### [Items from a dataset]
##############################
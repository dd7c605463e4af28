use std::pin::Pin;

use async_trait::async_trait;
use futures::Stream;
use serde::Serialize;
use serde_json::{Map, Value};

use crate::errors::BackendError;
use crate::messages::Message;

/// One increment of generated output.
///
/// `content` is conversation text and goes through the reformatter. `aside`
/// carries side-channel output such as reasoning, which is logged but never
/// written into the document.
#[derive(Clone, Debug, Default, PartialEq, Eq)]
pub struct Fragment {
    pub content: Option<String>,
    pub aside: Option<String>,
}

impl Fragment {
    pub fn content(text: impl Into<String>) -> Self {
        Self {
            content: Some(text.into()),
            aside: None,
        }
    }

    pub fn aside(text: impl Into<String>) -> Self {
        Self {
            content: None,
            aside: Some(text.into()),
        }
    }
}

/// Everything a backend needs to produce one continuation.
#[derive(Clone, Debug, Default, Serialize)]
pub struct GenerationRequest {
    pub messages: Vec<Message>,
    /// Extra request properties (model, sampling parameters, ...) passed through verbatim.
    #[serde(flatten)]
    pub props: Map<String, Value>,
}

impl GenerationRequest {
    pub fn new(messages: Vec<Message>) -> Self {
        Self {
            messages,
            props: Map::new(),
        }
    }

    pub fn with_props(mut self, props: Map<String, Value>) -> Self {
        self.props = props;
        self
    }
}

pub type FragmentStream = Pin<Box<dyn Stream<Item = Result<Fragment, BackendError>> + Send>>;

/// A text-generation service that continues a message list.
#[async_trait]
pub trait GenerationBackend: Send + Sync {
    fn name(&self) -> &str;

    async fn generate(&self, request: &GenerationRequest) -> Result<FragmentStream, BackendError>;
}

#[cfg(test)]
mod tests {
    use super::*;

    #[test]
    fn request_flattens_props_next_to_messages() {
        let mut props = Map::new();
        props.insert("model".into(), Value::from("local"));
        props.insert("temperature".into(), Value::from(0.7));
        let request = GenerationRequest::new(vec![Message::user("hi")]).with_props(props);

        let json = serde_json::to_value(&request).unwrap();
        assert_eq!(json["model"], "local");
        assert_eq!(json["temperature"], 0.7);
        assert_eq!(json["messages"][0]["role"], "user");
        assert_eq!(json["messages"][0]["content"], "hi");
    }

    #[test]
    fn fragment_constructors() {
        assert_eq!(Fragment::content("x").content.as_deref(), Some("x"));
        assert!(Fragment::content("x").aside.is_none());
        assert_eq!(Fragment::aside("y").aside.as_deref(), Some("y"));
        assert!(Fragment::aside("y").content.is_none());
    }
}
use crate::domain::interface::ITokenizer;
use crate::domain::model::tokens::parse_field_list;
use crate::domain::model::FieldAlias;
use crate::domain::service;
use crate::error::*;
use std::sync::Arc;

#[derive(Clone, Debug, PartialEq)]
pub struct Config {
    pub fields: Vec<FieldAlias>,
    pub unify: bool,
    pub min_token_len: usize,
    pub strict: bool,
}

impl Default for Config {
    fn default() -> Self {
        Config {
            fields: FieldAlias::ALL.to_vec(),
            unify: false,
            min_token_len: 1,
            strict: false,
        }
    }
}

#[derive(Debug)]
pub enum ConfigError {
    InvalidValue,
}

impl IFormatError for ConfigError {
    fn error_type(&self) -> String {
        match self {
            ConfigError::InvalidValue => "invalid_config_value".to_string(),
        }
    }
}

impl Config {
    /// Read `TWEETFMT_*` variables; anything unset keeps its default.
    pub fn from_env() -> Result<Config> {
        Config::from_lookup(|key| std::env::var(key).ok())
    }

    pub fn from_lookup(lookup: impl Fn(&str) -> Option<String>) -> Result<Config> {
        let mut config = Config::default();
        if let Some(fields) = lookup("TWEETFMT_FIELDS") {
            config.fields = parse_field_list(&fields)?;
        }
        if let Some(unify) = lookup("TWEETFMT_UNIFY") {
            config.unify = parse_flag("TWEETFMT_UNIFY", &unify)?;
        }
        if let Some(min_len) = lookup("TWEETFMT_MIN_TOKEN_LEN") {
            config.min_token_len = min_len.trim().parse().map_err(|err| {
                FormatError::new(
                    ConfigError::InvalidValue,
                    anyhow::Error::new(err).context("TWEETFMT_MIN_TOKEN_LEN"),
                )
            })?;
        }
        if let Some(strict) = lookup("TWEETFMT_STRICT") {
            config.strict = parse_flag("TWEETFMT_STRICT", &strict)?;
        }
        Ok(config)
    }
}

fn parse_flag(key: &str, value: &str) -> Result<bool> {
    match value.trim().to_ascii_lowercase().as_str() {
        "1" | "true" | "yes" | "on" => Ok(true),
        "0" | "false" | "no" | "off" | "" => Ok(false),
        other => Err(FormatError::new(
            ConfigError::InvalidValue,
            anyhow::anyhow!("{} must be a boolean, got {:?}", key, other),
        )),
    }
}

#[derive(Clone)]
pub struct Infras {
    pub tokenizer: Arc<dyn ITokenizer + Send + Sync>,
}

pub fn infras(config: &Config) -> Infras {
    let tokenizer = Arc::new(service::WhitespaceTokenizer::new(config.min_token_len));
    Infras { tokenizer }
}

#[derive(Clone)]
pub struct Services {
    pub tweet: service::TweetService,
}

#[derive(Clone)]
pub struct AppContext {
    pub config: Config,
    pub infras: Infras,
    pub services: Services,
}

pub fn new(config: Config) -> AppContext {
    let infras = infras(&config);
    let services = Services {
        tweet: service::TweetService::new(
            infras.tokenizer.clone(),
            config.fields.clone(),
            config.unify,
            config.strict,
        ),
    };
    AppContext {
        config,
        infras,
        services,
    }
}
##############################
### [REQUIRED ACTION]
Please transcribe all of the data above exactly.

### [FINISHED TASK]
repository dd7c605463e4af28
use std::pin::Pin;

use async_trait::async_trait;
use futures::Stream;
use serde::Serialize;
use serde_json::{Map, Value};

use crate::errors::BackendError;
use crate::messages::Message;

/// One increment of generated output.
///
/// `content` is conversation text and goes through the reformatter. `aside`
/// carries side-channel output such as reasoning, which is logged but never
/// written into the document.
#[derive(Clone, Debug, Default, PartialEq, Eq)]
pub struct Fragment {
    pub content: Option<String>,
    pub aside: Option<String>,
}

impl Fragment {
    pub fn content(text: impl Into<String>) -> Self {
        Self {
            content: Some(text.into()),
            aside: None,
        }
    }

    pub fn aside(text: impl Into<String>) -> Self {
        Self {
            content: None,
            aside: Some(text.into()),
        }
    }
}

/// Everything a backend needs to produce one continuation.
#[derive(Clone, Debug, Default, Serialize)]
pub struct GenerationRequest {
    pub messages: Vec<Message>,
    /// Extra request properties (model, sampling parameters, ...) passed through verbatim.
    #[serde(flatten)]
    pub props: Map<String, Value>,
}

impl GenerationRequest {
    pub fn new(messages: Vec<Message>) -> Self {
        Self {
            messages,
            props: Map::new(),
        }
    }

    pub fn with_props(mut self, props: Map<String, Value>) -> Self {
        self.props = props;
        self
    }
}

pub type FragmentStream = Pin<Box<dyn Stream<Item = Result<Fragment, BackendError>> + Send>>;

/// A text-generation service that continues a message list.
#[async_trait]
pub trait GenerationBackend: Send + Sync {
    fn name(&self) -> &str;

    async fn generate(&self, request: &GenerationRequest) -> Result<FragmentStream, BackendError>;
}

#[cfg(test)]
mod tests {
    use super::*;

    #[test]
    fn request_flattens_props_next_to_messages() {
        let mut props = Map::new();
        props.insert("model".into(), Value::from("local"));
        props.insert("temperature".into(), Value::from(0.7));
        let request = GenerationRequest::new(vec![Message::user("hi")]).with_props(props);

        let json = serde_json::to_value(&request).unwrap();
        assert_eq!(json["model"], "local");
        assert_eq!(json["temperature"], 0.7);
        assert_eq!(json["messages"][0]["role"], "user");
        assert_eq!(json["messages"][0]["content"], "hi");
    }

    #[test]
    fn fragment_constructors() {
        assert_eq!(Fragment::content("x").content.as_deref(), Some("x"));
        assert!(Fragment::content("x").aside.is_none());
        assert_eq!(Fragment::aside("y").aside.as_deref(), Some("y"));
        assert!(Fragment::aside("y").content.is_none());
    }
}
use crate::domain::interface::ITokenizer;
use crate::domain::model::tokens::parse_field_list;
use crate::domain::model::FieldAlias;
use crate::domain::service;
use crate::error::*;
use std::sync::Arc;

#[derive(Clone, Debug, PartialEq)]
pub struct Config {
    pub fields: Vec<FieldAlias>,
    pub unify: bool,
    pub min_token_len: usize,
    pub strict: bool,
}

impl Default for Config {
    fn default() -> Self {
        Config {
            fields: FieldAlias::ALL.to_vec(),
            unify: false,
            min_token_len: 1,
            strict: false,
        }
    }
}

#[derive(Debug)]
pub enum ConfigError {
    InvalidValue,
}

impl IFormatError for ConfigError {
    fn error_type(&self) -> String {
        match self {
            ConfigError::InvalidValue => "invalid_config_value".to_string(),
        }
    }
}

impl Config {
    /// Read `TWEETFMT_*` variables; anything unset keeps its default.
    pub fn from_env() -> Result<Config> {
        Config::from_lookup(|key| std::env::var(key).ok())
    }

    pub fn from_lookup(lookup: impl Fn(&str) -> Option<String>) -> Result<Config> {
        let mut config = Config::default();
        if let Some(fields) = lookup("TWEETFMT_FIELDS") {
            config.fields = parse_field_list(&fields)?;
        }
        if let Some(unify) = lookup("TWEETFMT_UNIFY") {
            config.unify = parse_flag("TWEETFMT_UNIFY", &unify)?;
        }
        if let Some(min_len) = lookup("TWEETFMT_MIN_TOKEN_LEN") {
            config.min_token_len = min_len.trim().parse().map_err(|err| {
                FormatError::new(
                    ConfigError::InvalidValue,
                    anyhow::Error::new(err).context("TWEETFMT_MIN_TOKEN_LEN"),
                )
            })?;
        }
        if let Some(strict) = lookup("TWEETFMT_STRICT") {
            config.strict = parse_flag("TWEETFMT_STRICT", &strict)?;
        }
        Ok(config)
    }
}

fn parse_flag(key: &str, value: &str) -> Result<bool> {
    match value.trim().to_ascii_lowercase().as_str() {
        "1" | "true" | "yes" | "on" => Ok(true),
        "0" | "false" | "no" | "off" | "" => Ok(false),
        other => Err(FormatError::new(
            ConfigError::InvalidValue,
            anyhow::anyhow!("{} must be a boolean, got {:?}", key, other),
        )),
    }
}

#[derive(Clone)]
pub struct Infras {
    pub tokenizer: Arc<dyn ITokenizer + Send + Sync>,
}

pub fn infras(config: &Config) -> Infras {
    let tokenizer = Arc::new(service::WhitespaceTokenizer::new(config.min_token_len));
    Infras { tokenizer }
}

#[derive(Clone)]
pub struct Services {
    pub tweet: service::TweetService,
}

#[derive(Clone)]
pub struct AppContext {
    pub config: Config,
    pub infras: Infras,
    pub services: Services,
}

pub fn new(config: Config) -> AppContext {
    let infras = infras(&config);
    let services = Services {
        tweet: service::TweetService::new(
            infras.tokenizer.clone(),
            config.fields.clone(),
            config.unify,
            config.strict,
        ),
    };
    AppContext {
        config,
        infras,
        services,
    }
}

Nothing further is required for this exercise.